Submitted to: Precision Agriculture
Publication Type: Peer Reviewed Journal
Publication Acceptance Date: November 24, 2005
Publication Date: March 25, 2006
Citation: Yang, C., Everitt, J.H., Bradford, J.M. 2006. Comparison of QuickBird satellite imagery for mapping grain sorghum yield patterns. Precision Agriculture. 7:33-33. Interpretive Summary: High resolution satellite imagery is becoming commercially available, but little research has been conducted to evaluate this type of imagery for crop management. The objectives of this study were to examine QuickBird imagery for mapping grain sorghum growth and yield patterns and to compare QuickBird imagery with airborne multispectral imagery for yield estimation. Results showed that grain yield was significantly related to both types of image data and that the QuickBird imagery had similar correlations with grain yield as compared with the airborne imagery. These results indicate that QuickBird imagery can be a useful data source for mapping crop yield variability and for assessing crop conditions.
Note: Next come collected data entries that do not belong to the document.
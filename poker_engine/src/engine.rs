//! Wiring of every engine service over one shared store.

use std::sync::Arc;

use crate::{
    actions::{ActionLogger, ActionSink},
    deck::{CardDealer, DeckManager, Shuffler},
    game::GameRepository,
    monitor::{EngineConfig, LifecycleController, RoomMonitor},
    store::{KeyBuilder, KeyValueStore},
};

/// All engine services, built from a store, a key layout, and a config
pub struct Engine {
    pub repository: GameRepository,
    pub decks: DeckManager,
    pub dealer: CardDealer,
    pub actions: ActionLogger,
    pub controller: LifecycleController,
    pub monitor: RoomMonitor,
}

impl Engine {
    /// Build the services with a shuffler seeded from OS entropy
    pub fn new(store: Arc<dyn KeyValueStore>, keys: KeyBuilder, config: EngineConfig) -> Self {
        Self::with_shuffler(store, keys, config, Arc::new(Shuffler::from_entropy()))
    }

    /// Build the services with an explicit random source
    pub fn with_shuffler(
        store: Arc<dyn KeyValueStore>,
        keys: KeyBuilder,
        config: EngineConfig,
        shuffler: Arc<Shuffler>,
    ) -> Self {
        let actions = ActionLogger::new(Arc::clone(&store), keys.clone());
        Self::with_sink(store, keys, config, shuffler, actions.clone(), Arc::new(actions))
    }

    /// Build the services with a custom action sink for lifecycle events
    pub fn with_sink(
        store: Arc<dyn KeyValueStore>,
        keys: KeyBuilder,
        config: EngineConfig,
        shuffler: Arc<Shuffler>,
        actions: ActionLogger,
        sink: Arc<dyn ActionSink>,
    ) -> Self {
        let repository = GameRepository::new(Arc::clone(&store), keys.clone());
        let decks = DeckManager::new(store, keys);
        let dealer = CardDealer::new(
            repository.clone(),
            decks.clone(),
            shuffler,
            Arc::clone(&sink),
        );
        let controller = LifecycleController::new(
            repository.clone(),
            dealer.clone(),
            sink,
            config.deal_on_start,
        );
        let monitor = RoomMonitor::new(controller.clone(), config);

        Self {
            repository,
            decks,
            dealer,
            actions,
            controller,
            monitor,
        }
    }
}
Technical Abstract: Timely and accurate information on crop conditions obtained during the growing season is of vital importance for crop management. High spatial resolution satellite imagery has the potential for mapping crop growth variability and identifying problem areas within fields. The objectives of this study were to use QuickBird satellite imagery for mapping plant growth and yield patterns within grain sorghum fields as compared with airborne multispectral image data. A QuickBird 2.8-m four-band image covering a cropping area in south Texas was acquired in the 2003 growing season. Airborne three-band imagery with submeter resolution was also collected from two grain sorghum fields within the satellite scene. Yield data were collected from the two fields using a grain yield monitor. Grain yield was related to the spectral bands and vegetation indices derived from the bands for both the satellite and airborne imagery. The extracted QuickBird images for the two fields were then classified into multiple zones using unsupervised classification, and mean yields among the zones were compared. Results showed that grain yield was significantly related to both types of image data and that the QuickBird imagery had similar correlations with grain yield as compared with the airborne imagery. Moreover, the unsupervised classification maps effectively differentiated grain production levels among the zones. These results indicate that high spatial resolution satellite imagery can be a useful data source for determining plant growth and yield patterns for within-field crop management.